A few selected quotes from the interviews:

             Question: The Report of the Supreme Court Decision of May 17, 1954 by the Institute of Government at Chapel Hill discussed the alternatives open to the State, and the alternatives appear to boil down to three possibilities; that is, as stated in the report, defiance, compliance, or to play for time, making haste slowly enough to avoid litigation, and yet make haste fast enough to come within the law; thereby keeping the peace and keeping the schools.

            I have simplified the third alternative by calling it what it appears to be – circumvention, which of course, means to go around, to gain advantage over by artfulness or stratagem.

            Do you agree that the three possibilities cover the alternatives available to North Carolina at the time?

 Mr. Conrad O. Pearson: “Yes, and North Carolina followed the alternative offered by circumvention.”

 Mr. Conrad O. Pearson:

“The committee [The Special Advisory Committee appointed by the Governor] took a negative approach.  They made no effort to influence public opinion toward compliance with the Court’s decision.”

Gov. Luther H. Hodges:

         “I did not practice circumvention.  We did make an effort to play for time.”

“At all times, the paramount consideration was that we must obey the law.  We were sincerely trying to see if certain changes could be affected by new legislation.”

“We tried to keep the schools open.  For example, at a meeting in Wilmington last night, I was introduced as the one who was responsible for ‘not a child lost a day of school’ in North Carolina as a result of the Brown decision.”

Gov. Terry Sanford:

         “I would say that the vast majority of the people in North Carolina did not like the Brown decision, and even those that felt that it had to come, looked at it with a certain amount of regret.”

“And even those that felt that segregation in the schools should end looked with considerable dismay at it because of the possible violence and the difficulties that they knew would follow.”

“As I understand what Governor Hodges said at the time, there was a determination that North Carolina would not defy the court, and there was a feeling that the instantaneous compliance was not feasible.  Not even desirable.  I personally don’t feel that Governor Hodges and the Pearsall Committee were trying to get around the decision as much as they were attempting to soften the effects of it.”

Question: Did the committee [Special Advisory Committee, chaired by you] ever seriously consider immediate desegregation as a possible solution?

Dr. Thomas J. Pearsall: “No.”

Mr. Larry I. Moore:

“The Pearsall Plan made possible a more orderly transition.”
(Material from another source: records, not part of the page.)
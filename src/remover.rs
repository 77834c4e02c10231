//! Candidate removal with per-item error reporting.

use crate::scanner::{Candidate, CandidateKind};

use std::fs;
use std::io;
use std::path::PathBuf;

/// A removal that did not succeed. The batch continues past it.
#[derive(Debug)]
pub struct RemovalFailure {
    pub path: PathBuf,
    pub source: io::Error,
}

/// Outcome of a removal batch.
#[derive(Debug, Default)]
pub struct RemovalSummary {
    pub removed: usize,
    pub reclaimed_bytes: u64,
    pub failures: Vec<RemovalFailure>,
}

/// Remove every candidate, files with `remove_file` and directories with
/// `remove_dir_all`. Failures are reported and recorded but never abort the
/// remaining items.
pub fn remove_all(candidates: &[Candidate], verbose: bool) -> RemovalSummary {
    let mut summary = RemovalSummary::default();

    for candidate in candidates {
        let result = match candidate.kind {
            CandidateKind::File => fs::remove_file(&candidate.path),
            CandidateKind::Directory => fs::remove_dir_all(&candidate.path),
        };

        match result {
            Ok(()) => {
                if verbose {
                    println!("Removed: {}", candidate.path.display());
                }
                summary.removed += 1;
                summary.reclaimed_bytes += candidate.size;
            }
            Err(err) => {
                eprintln!(
                    "Error removing {}: {}. Skipping.",
                    candidate.path.display(),
                    err
                );
                summary.failures.push(RemovalFailure {
                    path: candidate.path.clone(),
                    source: err,
                });
            }
        }
    }

    summary
}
“At that time, if North Carolina had integrated the schools in proportion to population ratios, the school system would have been destroyed and there would have been riots.  The people would not have accepted integration.”

Dr. Thomas J. Pearsall:

“For all practical purposes the 1964 Civil Rights Act voided the effects of the Pearsall Plan.  We no longer have to deal with a Court decision but are dealing with social legislation from the Congress.”

 

The modern reader will notice that word choice has changed since 1966, when the word “Negro” was standard terminology, for example, as used by Mr. Conrad O. Pearson, the General Counsel for the North Carolina NAACP in his interview published in the appendix of this book. 

My father gave me permission to publish his dissertation.

 

Ray L. Winstead
Editor

[1] Hawkins v. North Carolina Board of Education, 11 Race Relations Law Reporter 745 (Civil Action No. 2067, United States District Court, Western District of North Carolina, 1966). Front page headline and article “U. S. To Enter Suit Against N. C. Schools” in The Spartanburg Herald, (Spartanburg, S. C.), January 12, 1966.

[2] “Federal Court To Rule On Pearsall Plan,” The Bee, (Danville, Virginia), February 24, 1966, p. 19.

[3] Godwin v. Johnston County Board of Education, 301 F. Supp. 1339 (United States District Court, Eastern District of North Carolina, 1969).